Entries supplied:
use std::{path::PathBuf, time::Duration};

use anyhow::anyhow;

use crate::config::Config;

pub const DEFAULT_BATCH_SIZE: usize = 5000;
pub const DEFAULT_BIGGER_THAN: u64 = 10 * 1024;
pub const DEFAULT_SLEEP_TIME: Duration = Duration::from_secs(2);

const BATCH_SIZE_ERROR: &str = "batch-size must be a positive integer";
const BIGGER_THAN_ERROR: &str = "bigger-than must be a non-negative integer";
const SLEEP_TIME_ERROR: &str = "sleep-time must be a non-negative number of seconds";

/// Resolved settings for one run.
#[derive(Debug, Clone, PartialEq)]
pub struct ScanOptions {
    pub batch_size: usize,
    /// Only rows whose encoded payload is strictly larger than this are analyzed.
    pub bigger_than: u64,
    /// Pause between pages of the scan.
    pub sleep_time: Duration,
    /// When set, sessions are looked up by the ids listed in this file instead
    /// of being scanned.
    pub ids_from: Option<PathBuf>,
}

impl Default for ScanOptions {
    fn default() -> Self {
        Self {
            batch_size: DEFAULT_BATCH_SIZE,
            bigger_than: DEFAULT_BIGGER_THAN,
            sleep_time: DEFAULT_SLEEP_TIME,
            ids_from: None,
        }
    }
}

/// Values given on the command line. Each one wins over its config-file
/// counterpart.
#[derive(Debug, Clone, Default, PartialEq)]
pub struct OptionOverrides {
    pub batch_size: Option<usize>,
    pub bigger_than: Option<u64>,
    pub sleep_time: Option<Duration>,
    pub ids_from: Option<PathBuf>,
}

impl ScanOptions {
    pub fn resolve(config: &Config, overrides: OptionOverrides) -> anyhow::Result<Self> {
        let defaults = Self::default();

        let batch_size = match (overrides.batch_size, config.scan.batch_size) {
            (Some(value), _) => checked_batch_size(i64::try_from(value).unwrap_or(i64::MAX))?,
            (None, Some(value)) => checked_batch_size(value)?,
            (None, None) => defaults.batch_size,
        };
        let bigger_than = match (overrides.bigger_than, config.scan.bigger_than) {
            (Some(value), _) => {
                checked_bigger_than(i64::try_from(value).map_err(|_| anyhow!(BIGGER_THAN_ERROR))?)?
            }
            (None, Some(value)) => checked_bigger_than(value)?,
            (None, None) => defaults.bigger_than,
        };
        let sleep_time = match (overrides.sleep_time, config.scan.sleep_time) {
            (Some(value), _) => value,
            (None, Some(seconds)) => checked_sleep_time(seconds).map_err(|err| anyhow!(err))?,
            (None, None) => defaults.sleep_time,
        };

        Ok(Self {
            batch_size,
            bigger_than,
            sleep_time,
            ids_from: overrides.ids_from,
        })
    }
}

fn checked_batch_size(value: i64) -> anyhow::Result<usize> {
    if value <= 0 {
        return Err(anyhow!(BATCH_SIZE_ERROR));
    }
    usize::try_from(value).map_err(|_| anyhow!(BATCH_SIZE_ERROR))
}

/// Thresholds are bound as SQLite integers, so they stop at `i64::MAX`.
fn checked_bigger_than(value: i64) -> anyhow::Result<u64> {
    u64::try_from(value).map_err(|_| anyhow!(BIGGER_THAN_ERROR))
}

fn checked_sleep_time(seconds: f64) -> Result<Duration, String> {
    if !seconds.is_finite() || seconds < 0.0 {
        return Err(SLEEP_TIME_ERROR.to_owned());
    }
    Duration::try_from_secs_f64(seconds).map_err(|_| SLEEP_TIME_ERROR.to_owned())
}

/// clap value parser for `--batch-size`.
pub fn parse_batch_size(raw: &str) -> Result<usize, String> {
    let value = raw
        .trim()
        .parse::<i64>()
        .map_err(|_| BATCH_SIZE_ERROR.to_owned())?;
    checked_batch_size(value).map_err(|err| err.to_string())
}

/// clap value parser for `--bigger-than`.
pub fn parse_bigger_than(raw: &str) -> Result<u64, String> {
    let value = raw
        .trim()
        .parse::<i64>()
        .map_err(|_| BIGGER_THAN_ERROR.to_owned())?;
    checked_bigger_than(value).map_err(|err| err.to_string())
}

/// clap value parser for `--sleep-time`, in (fractional) seconds.
pub fn parse_sleep_time(raw: &str) -> Result<Duration, String> {
    let seconds = raw
        .trim()
        .parse::<f64>()
        .map_err(|_| SLEEP_TIME_ERROR.to_owned())?;
    checked_sleep_time(seconds)
}
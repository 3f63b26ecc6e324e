use base64::Engine as _;
use serde_json::{Map, Value};
use sha2::{Digest as _, Sha256};

use crate::config::{CodecConfig, CodecKind};

/// Decoded session payload: session key name to stored value.
pub type Payload = Map<String, Value>;

#[derive(Debug, Clone, PartialEq, Eq)]
pub enum CodecError {
    InvalidBase64(String),
    MissingSignature,
    SignatureMismatch,
    InvalidJson(String),
    NotAnObject,
}

impl std::fmt::Display for CodecError {
    fn fmt(&self, f: &mut std::fmt::Formatter<'_>) -> std::fmt::Result {
        match self {
            Self::InvalidBase64(err) => write!(f, "invalid base64 payload: {err}"),
            Self::MissingSignature => f.write_str("signed payload has no `:` separator"),
            Self::SignatureMismatch => f.write_str("session payload signature does not match"),
            Self::InvalidJson(err) => write!(f, "invalid JSON payload: {err}"),
            Self::NotAnObject => f.write_str("session payload is not a JSON object"),
        }
    }
}

impl std::error::Error for CodecError {}

/// Encoding used by the session store for the `session_data` column.
pub trait SessionCodec: Send + Sync {
    fn decode(&self, data: &[u8]) -> Result<Payload, CodecError>;

    fn encode(&self, payload: &Payload) -> Result<Vec<u8>, CodecError>;
}

#[derive(Debug, Clone, Copy, Default)]
pub struct JsonCodec;

impl SessionCodec for JsonCodec {
    fn decode(&self, data: &[u8]) -> Result<Payload, CodecError> {
        parse_object(data)
    }

    fn encode(&self, payload: &Payload) -> Result<Vec<u8>, CodecError> {
        serde_json::to_vec(payload).map_err(|err| CodecError::InvalidJson(err.to_string()))
    }
}

/// `base64("<hex sha256(secret || json)>:<json>")`. A format of its own, not
/// any web framework's signed cookie layout.
#[derive(Debug, Clone)]
pub struct SignedCodec {
    secret: Vec<u8>,
}

impl SignedCodec {
    pub fn new(secret: impl Into<Vec<u8>>) -> Self {
        Self {
            secret: secret.into(),
        }
    }

    fn signature(&self, serialized: &[u8]) -> String {
        let mut hasher = Sha256::new();
        hasher.update(&self.secret);
        hasher.update(serialized);
        hex_encode(&hasher.finalize())
    }
}

impl SessionCodec for SignedCodec {
    fn decode(&self, data: &[u8]) -> Result<Payload, CodecError> {
        let raw = base64::engine::general_purpose::STANDARD
            .decode(data.trim_ascii())
            .map_err(|err| CodecError::InvalidBase64(err.to_string()))?;
        let separator = raw
            .iter()
            .position(|byte| *byte == b':')
            .ok_or(CodecError::MissingSignature)?;
        let (signature, serialized) = (&raw[..separator], &raw[separator + 1..]);

        if !constant_time_eq(self.signature(serialized).as_bytes(), signature) {
            return Err(CodecError::SignatureMismatch);
        }
        parse_object(serialized)
    }

    fn encode(&self, payload: &Payload) -> Result<Vec<u8>, CodecError> {
        let serialized =
            serde_json::to_vec(payload).map_err(|err| CodecError::InvalidJson(err.to_string()))?;
        let mut signed = self.signature(&serialized).into_bytes();
        signed.push(b':');
        signed.extend_from_slice(&serialized);
        Ok(base64::engine::general_purpose::STANDARD
            .encode(signed)
            .into_bytes())
    }
}

pub fn from_config(
    config: &CodecConfig,
    kind_override: Option<CodecKind>,
    secret_override: Option<&str>,
) -> anyhow::Result<Box<dyn SessionCodec>> {
    let kind = kind_override.or(config.kind).unwrap_or(CodecKind::Json);
    match kind {
        CodecKind::Json => Ok(Box::new(JsonCodec)),
        CodecKind::Signed => {
            let secret = secret_override
                .or(config.secret.as_deref())
                .filter(|secret| !secret.is_empty());
            let Some(secret) = secret else {
                anyhow::bail!("signed codec requires a secret; set `[codec].secret` or pass `--secret`");
            };
            Ok(Box::new(SignedCodec::new(secret)))
        }
    }
}

/// Size in bytes of `{key: value}` once encoded, i.e. what this one key
/// contributes to a session payload.
pub fn encoded_key_size(
    codec: &dyn SessionCodec,
    key: &str,
    value: &Value,
) -> Result<usize, CodecError> {
    let mut single = Payload::new();
    single.insert(key.to_owned(), value.clone());
    Ok(codec.encode(&single)?.len())
}

fn parse_object(data: &[u8]) -> Result<Payload, CodecError> {
    match serde_json::from_slice::<Value>(data) {
        Ok(Value::Object(map)) => Ok(map),
        Ok(_) => Err(CodecError::NotAnObject),
        Err(err) => Err(CodecError::InvalidJson(err.to_string())),
    }
}

/// Compares every byte regardless of where the first difference is.
fn constant_time_eq(expected: &[u8], presented: &[u8]) -> bool {
    let max_len = expected.len().max(presented.len());
    let mut diff = expected.len() ^ presented.len();
    for idx in 0..max_len {
        let left = expected.get(idx).copied().unwrap_or(0);
        let right = presented.get(idx).copied().unwrap_or(0);
        diff |= usize::from(left ^ right);
    }
    diff == 0
}

fn hex_encode(bytes: &[u8]) -> String {
    const HEX: &[u8; 16] = b"0123456789abcdef";
    let mut out = String::with_capacity(bytes.len() * 2);
    for byte in bytes {
        out.push(char::from(HEX[(byte >> 4) as usize]));
        out.push(char::from(HEX[(byte & 0x0f) as usize]));
    }
    out
}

Work required: Check the listing for the word "file". Show each line that has it.

Task output:
    /// When set, sessions are looked up by the ids listed in this file instead
/// Values given on the command line. Each one wins over its config-file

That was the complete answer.